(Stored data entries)
'''
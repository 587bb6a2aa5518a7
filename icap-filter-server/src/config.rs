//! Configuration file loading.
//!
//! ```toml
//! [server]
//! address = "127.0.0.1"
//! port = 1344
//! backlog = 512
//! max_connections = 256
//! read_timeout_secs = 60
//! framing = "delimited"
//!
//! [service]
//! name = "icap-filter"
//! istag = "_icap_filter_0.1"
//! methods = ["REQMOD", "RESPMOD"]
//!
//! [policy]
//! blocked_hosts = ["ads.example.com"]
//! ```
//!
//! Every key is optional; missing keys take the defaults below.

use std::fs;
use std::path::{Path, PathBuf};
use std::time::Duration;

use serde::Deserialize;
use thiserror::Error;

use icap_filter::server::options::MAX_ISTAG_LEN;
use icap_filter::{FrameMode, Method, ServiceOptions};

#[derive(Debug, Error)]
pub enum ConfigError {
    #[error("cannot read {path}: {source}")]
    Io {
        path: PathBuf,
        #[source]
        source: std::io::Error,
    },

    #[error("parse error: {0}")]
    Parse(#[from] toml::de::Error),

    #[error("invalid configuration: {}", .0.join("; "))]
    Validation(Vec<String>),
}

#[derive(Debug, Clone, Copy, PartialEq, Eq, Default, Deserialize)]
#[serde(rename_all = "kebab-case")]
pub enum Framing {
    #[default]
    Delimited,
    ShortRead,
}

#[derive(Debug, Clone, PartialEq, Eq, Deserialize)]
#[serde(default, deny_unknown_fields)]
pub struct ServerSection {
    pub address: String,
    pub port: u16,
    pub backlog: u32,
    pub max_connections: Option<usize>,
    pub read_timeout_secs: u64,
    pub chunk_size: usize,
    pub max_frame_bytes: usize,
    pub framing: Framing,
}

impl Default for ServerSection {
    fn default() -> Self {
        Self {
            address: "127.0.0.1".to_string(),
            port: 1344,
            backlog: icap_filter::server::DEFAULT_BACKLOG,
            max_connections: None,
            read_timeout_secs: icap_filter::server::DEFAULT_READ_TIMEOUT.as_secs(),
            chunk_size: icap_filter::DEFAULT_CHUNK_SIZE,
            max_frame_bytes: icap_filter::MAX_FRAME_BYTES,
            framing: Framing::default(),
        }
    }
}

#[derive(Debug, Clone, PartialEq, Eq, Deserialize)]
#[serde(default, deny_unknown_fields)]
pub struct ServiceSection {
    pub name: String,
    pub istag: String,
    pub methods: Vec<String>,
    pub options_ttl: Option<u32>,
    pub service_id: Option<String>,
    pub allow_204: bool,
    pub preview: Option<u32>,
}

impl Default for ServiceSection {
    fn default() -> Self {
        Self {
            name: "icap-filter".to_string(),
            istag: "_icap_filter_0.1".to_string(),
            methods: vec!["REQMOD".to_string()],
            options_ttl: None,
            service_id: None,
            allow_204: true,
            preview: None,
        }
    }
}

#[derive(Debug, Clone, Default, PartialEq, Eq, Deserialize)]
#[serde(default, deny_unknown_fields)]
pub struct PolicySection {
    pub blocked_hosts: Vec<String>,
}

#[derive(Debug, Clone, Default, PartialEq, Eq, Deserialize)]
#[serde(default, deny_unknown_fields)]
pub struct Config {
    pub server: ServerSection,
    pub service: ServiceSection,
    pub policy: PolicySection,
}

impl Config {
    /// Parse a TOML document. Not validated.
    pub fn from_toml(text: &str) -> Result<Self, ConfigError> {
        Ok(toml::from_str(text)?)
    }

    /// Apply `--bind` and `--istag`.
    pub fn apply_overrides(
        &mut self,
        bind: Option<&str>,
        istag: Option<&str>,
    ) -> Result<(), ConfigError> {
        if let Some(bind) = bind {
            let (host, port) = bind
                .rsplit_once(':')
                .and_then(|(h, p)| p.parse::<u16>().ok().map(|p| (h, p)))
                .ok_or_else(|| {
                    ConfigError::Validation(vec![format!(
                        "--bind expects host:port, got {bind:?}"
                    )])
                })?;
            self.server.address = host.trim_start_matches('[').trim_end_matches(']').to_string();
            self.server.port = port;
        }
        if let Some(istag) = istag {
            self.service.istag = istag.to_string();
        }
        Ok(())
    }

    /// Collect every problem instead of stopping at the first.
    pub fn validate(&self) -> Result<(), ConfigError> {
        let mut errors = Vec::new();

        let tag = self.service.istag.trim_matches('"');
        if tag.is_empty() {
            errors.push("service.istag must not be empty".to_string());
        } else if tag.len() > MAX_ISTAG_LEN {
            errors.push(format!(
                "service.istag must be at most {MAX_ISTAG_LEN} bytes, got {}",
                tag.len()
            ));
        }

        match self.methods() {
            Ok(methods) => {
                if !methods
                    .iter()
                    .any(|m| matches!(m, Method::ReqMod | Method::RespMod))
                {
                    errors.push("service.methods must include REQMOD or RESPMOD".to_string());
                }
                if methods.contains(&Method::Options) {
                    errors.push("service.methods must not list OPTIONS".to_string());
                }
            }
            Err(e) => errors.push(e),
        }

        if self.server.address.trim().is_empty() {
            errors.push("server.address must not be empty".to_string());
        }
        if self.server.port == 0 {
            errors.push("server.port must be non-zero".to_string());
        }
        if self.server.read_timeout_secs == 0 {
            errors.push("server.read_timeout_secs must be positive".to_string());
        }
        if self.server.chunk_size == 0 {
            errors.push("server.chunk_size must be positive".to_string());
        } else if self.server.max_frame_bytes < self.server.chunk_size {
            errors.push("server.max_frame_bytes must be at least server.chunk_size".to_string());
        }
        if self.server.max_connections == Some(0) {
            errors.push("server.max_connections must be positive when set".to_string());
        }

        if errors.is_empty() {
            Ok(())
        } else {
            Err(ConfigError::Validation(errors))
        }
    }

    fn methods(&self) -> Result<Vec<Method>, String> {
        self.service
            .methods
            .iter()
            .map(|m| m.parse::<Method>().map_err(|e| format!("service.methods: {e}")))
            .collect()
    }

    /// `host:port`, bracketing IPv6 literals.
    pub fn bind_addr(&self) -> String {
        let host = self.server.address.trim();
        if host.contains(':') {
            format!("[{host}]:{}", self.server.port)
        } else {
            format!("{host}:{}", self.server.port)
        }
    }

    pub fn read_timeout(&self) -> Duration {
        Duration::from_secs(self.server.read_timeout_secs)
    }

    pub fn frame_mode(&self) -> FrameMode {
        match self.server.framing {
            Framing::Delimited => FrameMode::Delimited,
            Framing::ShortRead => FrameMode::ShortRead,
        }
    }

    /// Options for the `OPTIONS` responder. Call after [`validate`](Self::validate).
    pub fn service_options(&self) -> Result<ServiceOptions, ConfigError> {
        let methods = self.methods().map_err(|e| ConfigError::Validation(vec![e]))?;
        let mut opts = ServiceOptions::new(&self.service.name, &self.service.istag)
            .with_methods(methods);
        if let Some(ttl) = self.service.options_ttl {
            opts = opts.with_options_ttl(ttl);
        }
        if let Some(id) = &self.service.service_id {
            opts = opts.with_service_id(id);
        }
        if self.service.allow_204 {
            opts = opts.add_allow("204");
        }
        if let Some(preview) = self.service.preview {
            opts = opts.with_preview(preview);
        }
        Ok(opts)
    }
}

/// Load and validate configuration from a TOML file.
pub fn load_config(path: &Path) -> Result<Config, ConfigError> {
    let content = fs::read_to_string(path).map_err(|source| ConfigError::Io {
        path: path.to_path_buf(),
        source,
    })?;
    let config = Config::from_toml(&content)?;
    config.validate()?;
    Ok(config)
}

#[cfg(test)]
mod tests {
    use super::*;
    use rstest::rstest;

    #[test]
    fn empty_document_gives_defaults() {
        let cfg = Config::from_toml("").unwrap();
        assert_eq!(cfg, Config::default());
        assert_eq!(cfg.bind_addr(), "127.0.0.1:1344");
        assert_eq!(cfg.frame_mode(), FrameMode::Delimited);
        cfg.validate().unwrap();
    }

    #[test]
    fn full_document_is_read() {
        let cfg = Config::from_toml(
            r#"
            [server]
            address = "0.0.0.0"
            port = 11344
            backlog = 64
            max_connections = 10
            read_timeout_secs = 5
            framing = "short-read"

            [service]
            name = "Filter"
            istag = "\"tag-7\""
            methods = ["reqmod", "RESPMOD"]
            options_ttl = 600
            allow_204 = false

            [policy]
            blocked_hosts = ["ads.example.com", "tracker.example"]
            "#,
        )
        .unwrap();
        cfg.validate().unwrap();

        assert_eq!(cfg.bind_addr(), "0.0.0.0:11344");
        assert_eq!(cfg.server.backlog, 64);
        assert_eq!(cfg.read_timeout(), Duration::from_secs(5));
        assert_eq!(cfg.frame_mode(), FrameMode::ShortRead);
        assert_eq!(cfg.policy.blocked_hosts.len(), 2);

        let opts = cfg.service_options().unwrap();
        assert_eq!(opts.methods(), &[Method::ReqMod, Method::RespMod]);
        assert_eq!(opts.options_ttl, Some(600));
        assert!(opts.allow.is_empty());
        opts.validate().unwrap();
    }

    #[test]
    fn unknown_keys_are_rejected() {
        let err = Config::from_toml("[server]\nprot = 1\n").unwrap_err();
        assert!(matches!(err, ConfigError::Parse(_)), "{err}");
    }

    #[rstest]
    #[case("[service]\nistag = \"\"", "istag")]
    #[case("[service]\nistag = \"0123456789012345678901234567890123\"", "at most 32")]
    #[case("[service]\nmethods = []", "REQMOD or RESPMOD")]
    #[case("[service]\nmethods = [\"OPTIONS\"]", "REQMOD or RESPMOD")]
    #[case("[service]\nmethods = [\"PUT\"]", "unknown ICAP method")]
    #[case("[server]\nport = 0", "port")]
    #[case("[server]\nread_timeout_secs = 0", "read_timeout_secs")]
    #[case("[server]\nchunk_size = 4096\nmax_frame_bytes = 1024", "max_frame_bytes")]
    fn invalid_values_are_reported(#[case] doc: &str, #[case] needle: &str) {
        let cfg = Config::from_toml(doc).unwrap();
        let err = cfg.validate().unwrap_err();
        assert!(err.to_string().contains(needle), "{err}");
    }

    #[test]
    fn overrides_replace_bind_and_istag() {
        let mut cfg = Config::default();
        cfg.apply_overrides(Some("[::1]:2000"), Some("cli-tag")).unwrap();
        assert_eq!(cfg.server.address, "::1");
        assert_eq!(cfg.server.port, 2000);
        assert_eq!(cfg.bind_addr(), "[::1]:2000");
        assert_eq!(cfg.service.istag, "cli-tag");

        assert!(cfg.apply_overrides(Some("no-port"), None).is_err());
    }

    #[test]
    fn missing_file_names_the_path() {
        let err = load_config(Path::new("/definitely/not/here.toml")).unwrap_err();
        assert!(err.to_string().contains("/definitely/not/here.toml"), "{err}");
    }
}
'''
'''
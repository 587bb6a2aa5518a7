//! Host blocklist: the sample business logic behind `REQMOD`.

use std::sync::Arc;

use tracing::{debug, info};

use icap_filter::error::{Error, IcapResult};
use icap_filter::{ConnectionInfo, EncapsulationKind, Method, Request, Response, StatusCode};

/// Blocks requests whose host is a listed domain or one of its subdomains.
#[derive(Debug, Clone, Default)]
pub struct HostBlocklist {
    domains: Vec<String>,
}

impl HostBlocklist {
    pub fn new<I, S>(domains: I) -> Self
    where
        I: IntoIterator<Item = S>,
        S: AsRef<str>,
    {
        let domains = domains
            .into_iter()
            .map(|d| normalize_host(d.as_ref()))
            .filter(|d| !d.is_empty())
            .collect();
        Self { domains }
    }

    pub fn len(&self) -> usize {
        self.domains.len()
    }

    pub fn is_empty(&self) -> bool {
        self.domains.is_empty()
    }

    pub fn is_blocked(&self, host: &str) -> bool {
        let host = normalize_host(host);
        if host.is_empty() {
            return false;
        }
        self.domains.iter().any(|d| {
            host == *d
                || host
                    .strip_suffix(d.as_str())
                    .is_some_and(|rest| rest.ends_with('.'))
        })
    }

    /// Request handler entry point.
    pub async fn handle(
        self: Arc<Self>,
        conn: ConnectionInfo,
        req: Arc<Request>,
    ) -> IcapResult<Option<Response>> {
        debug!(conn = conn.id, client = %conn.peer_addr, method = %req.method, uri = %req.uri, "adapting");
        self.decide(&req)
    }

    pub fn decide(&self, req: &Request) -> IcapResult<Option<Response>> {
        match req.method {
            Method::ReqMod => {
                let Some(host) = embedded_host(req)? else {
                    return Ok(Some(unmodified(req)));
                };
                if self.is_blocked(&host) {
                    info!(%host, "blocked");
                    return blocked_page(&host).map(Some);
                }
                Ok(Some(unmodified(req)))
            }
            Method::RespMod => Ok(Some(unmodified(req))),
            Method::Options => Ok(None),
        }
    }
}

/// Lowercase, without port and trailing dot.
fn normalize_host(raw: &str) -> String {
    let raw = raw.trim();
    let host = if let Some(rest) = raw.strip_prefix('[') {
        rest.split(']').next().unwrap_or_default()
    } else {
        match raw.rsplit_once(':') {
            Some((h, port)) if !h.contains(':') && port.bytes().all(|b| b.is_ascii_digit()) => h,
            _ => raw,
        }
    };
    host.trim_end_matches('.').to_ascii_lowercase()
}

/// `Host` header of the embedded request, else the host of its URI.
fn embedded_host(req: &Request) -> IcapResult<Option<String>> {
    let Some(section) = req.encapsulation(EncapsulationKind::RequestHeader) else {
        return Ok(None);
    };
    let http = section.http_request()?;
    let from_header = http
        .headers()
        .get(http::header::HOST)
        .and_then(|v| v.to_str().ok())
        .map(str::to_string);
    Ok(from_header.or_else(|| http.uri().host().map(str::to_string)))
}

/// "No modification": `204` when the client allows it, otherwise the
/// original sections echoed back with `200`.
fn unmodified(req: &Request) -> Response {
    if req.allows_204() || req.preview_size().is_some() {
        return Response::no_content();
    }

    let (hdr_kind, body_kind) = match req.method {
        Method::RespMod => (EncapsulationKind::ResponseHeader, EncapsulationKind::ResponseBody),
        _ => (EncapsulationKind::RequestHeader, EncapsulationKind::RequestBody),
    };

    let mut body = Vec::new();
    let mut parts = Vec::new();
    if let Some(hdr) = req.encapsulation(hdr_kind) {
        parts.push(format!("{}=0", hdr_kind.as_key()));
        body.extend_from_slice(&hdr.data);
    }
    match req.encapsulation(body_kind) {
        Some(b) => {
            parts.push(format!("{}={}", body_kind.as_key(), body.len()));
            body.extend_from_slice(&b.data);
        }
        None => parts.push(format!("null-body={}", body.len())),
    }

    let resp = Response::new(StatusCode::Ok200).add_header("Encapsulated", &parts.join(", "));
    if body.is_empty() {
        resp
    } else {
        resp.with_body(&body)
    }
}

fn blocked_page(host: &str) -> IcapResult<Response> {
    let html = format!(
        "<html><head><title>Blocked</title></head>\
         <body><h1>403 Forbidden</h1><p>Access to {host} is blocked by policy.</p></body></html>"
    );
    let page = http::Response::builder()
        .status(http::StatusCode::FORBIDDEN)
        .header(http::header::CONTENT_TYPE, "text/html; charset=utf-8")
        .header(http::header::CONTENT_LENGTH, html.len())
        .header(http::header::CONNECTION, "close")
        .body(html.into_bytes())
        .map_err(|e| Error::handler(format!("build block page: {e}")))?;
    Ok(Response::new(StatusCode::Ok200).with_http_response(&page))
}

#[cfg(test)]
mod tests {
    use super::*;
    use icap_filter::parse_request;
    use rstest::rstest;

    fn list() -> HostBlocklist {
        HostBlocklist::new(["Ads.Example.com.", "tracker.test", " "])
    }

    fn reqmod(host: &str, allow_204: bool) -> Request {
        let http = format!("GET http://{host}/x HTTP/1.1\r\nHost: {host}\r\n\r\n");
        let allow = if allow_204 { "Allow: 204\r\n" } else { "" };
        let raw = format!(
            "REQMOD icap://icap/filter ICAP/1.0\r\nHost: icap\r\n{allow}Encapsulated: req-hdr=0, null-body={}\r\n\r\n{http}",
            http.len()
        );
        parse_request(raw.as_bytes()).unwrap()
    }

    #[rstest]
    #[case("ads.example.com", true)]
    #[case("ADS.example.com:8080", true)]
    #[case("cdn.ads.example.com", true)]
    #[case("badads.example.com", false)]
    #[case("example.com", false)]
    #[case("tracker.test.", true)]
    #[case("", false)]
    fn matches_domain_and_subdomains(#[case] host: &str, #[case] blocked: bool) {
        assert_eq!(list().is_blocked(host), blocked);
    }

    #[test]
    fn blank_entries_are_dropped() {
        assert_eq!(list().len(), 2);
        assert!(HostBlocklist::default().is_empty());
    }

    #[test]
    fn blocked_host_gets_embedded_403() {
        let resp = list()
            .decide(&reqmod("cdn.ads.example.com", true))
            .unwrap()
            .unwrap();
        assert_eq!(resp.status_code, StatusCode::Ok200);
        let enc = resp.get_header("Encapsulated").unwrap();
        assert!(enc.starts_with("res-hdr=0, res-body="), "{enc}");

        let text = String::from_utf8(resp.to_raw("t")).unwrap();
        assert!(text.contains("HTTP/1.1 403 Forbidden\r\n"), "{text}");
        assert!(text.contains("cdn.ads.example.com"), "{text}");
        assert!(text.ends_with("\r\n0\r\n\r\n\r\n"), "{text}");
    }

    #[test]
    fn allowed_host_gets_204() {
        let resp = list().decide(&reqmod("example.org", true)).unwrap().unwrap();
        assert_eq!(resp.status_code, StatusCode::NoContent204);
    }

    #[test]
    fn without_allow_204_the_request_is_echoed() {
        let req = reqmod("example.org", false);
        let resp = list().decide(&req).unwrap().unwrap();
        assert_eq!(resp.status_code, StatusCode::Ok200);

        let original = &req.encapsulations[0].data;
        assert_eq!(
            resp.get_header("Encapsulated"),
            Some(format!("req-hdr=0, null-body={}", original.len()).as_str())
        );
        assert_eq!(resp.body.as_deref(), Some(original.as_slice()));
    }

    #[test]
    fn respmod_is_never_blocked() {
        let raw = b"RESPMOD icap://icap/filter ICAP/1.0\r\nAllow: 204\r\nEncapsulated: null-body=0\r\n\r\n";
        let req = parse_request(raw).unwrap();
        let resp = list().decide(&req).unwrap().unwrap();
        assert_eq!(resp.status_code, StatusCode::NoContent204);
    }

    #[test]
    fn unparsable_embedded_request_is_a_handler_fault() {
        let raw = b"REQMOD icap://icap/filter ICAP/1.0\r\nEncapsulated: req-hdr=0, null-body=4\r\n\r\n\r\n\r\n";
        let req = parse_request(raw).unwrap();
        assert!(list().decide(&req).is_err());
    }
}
'''
'''
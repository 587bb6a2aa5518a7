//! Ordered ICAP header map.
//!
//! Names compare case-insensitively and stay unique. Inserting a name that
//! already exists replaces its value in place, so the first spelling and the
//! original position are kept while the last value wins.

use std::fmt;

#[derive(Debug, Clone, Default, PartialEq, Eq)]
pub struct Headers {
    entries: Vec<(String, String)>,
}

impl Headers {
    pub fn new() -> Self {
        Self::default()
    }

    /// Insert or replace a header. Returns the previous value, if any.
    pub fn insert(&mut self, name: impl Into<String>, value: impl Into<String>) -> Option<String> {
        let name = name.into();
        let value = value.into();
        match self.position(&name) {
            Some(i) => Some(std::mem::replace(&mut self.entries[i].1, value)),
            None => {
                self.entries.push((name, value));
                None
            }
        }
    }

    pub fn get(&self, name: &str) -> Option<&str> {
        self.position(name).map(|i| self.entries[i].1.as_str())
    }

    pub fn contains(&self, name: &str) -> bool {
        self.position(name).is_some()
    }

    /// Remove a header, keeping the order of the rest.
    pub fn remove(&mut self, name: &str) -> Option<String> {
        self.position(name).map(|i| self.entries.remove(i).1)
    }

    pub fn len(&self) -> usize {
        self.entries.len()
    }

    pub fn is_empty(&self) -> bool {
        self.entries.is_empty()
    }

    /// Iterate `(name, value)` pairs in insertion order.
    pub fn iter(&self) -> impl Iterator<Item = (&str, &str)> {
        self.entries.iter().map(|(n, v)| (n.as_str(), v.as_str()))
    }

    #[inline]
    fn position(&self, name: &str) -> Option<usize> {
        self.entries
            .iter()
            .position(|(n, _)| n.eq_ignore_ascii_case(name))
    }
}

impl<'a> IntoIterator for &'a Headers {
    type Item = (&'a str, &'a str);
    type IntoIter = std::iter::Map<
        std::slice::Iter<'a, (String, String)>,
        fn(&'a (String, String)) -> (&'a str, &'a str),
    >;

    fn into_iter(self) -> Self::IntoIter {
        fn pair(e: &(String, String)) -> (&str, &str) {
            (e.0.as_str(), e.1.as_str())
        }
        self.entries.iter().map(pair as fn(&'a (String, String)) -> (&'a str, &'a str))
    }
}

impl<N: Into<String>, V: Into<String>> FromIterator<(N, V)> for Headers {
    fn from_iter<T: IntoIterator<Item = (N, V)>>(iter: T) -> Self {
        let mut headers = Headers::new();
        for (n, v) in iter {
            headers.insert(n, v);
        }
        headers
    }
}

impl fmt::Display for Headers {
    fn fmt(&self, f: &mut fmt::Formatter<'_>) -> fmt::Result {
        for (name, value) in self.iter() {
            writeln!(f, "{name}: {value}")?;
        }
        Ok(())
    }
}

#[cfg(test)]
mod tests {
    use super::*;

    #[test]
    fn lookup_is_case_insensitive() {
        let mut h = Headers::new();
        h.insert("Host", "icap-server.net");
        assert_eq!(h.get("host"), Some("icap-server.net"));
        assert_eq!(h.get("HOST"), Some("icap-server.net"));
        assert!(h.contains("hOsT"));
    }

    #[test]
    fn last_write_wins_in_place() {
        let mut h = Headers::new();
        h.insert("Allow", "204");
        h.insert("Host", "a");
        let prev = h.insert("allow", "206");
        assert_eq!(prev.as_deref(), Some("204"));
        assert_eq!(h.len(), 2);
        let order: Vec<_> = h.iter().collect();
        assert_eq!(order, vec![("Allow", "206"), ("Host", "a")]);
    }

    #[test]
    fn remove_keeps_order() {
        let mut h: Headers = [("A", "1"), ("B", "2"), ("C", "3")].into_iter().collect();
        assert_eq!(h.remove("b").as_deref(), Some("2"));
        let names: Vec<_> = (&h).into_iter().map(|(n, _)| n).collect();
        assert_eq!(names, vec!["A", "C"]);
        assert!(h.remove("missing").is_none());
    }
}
'''
§ Activity: Return a copy of every line in the records that includes the string "nistag".

§ Response to this exercise:
    #[case("[service]\nistag = \"\"", "istag")]
    #[case("[service]\nistag = \"0123456789012345678901234567890123\"", "at most 32")]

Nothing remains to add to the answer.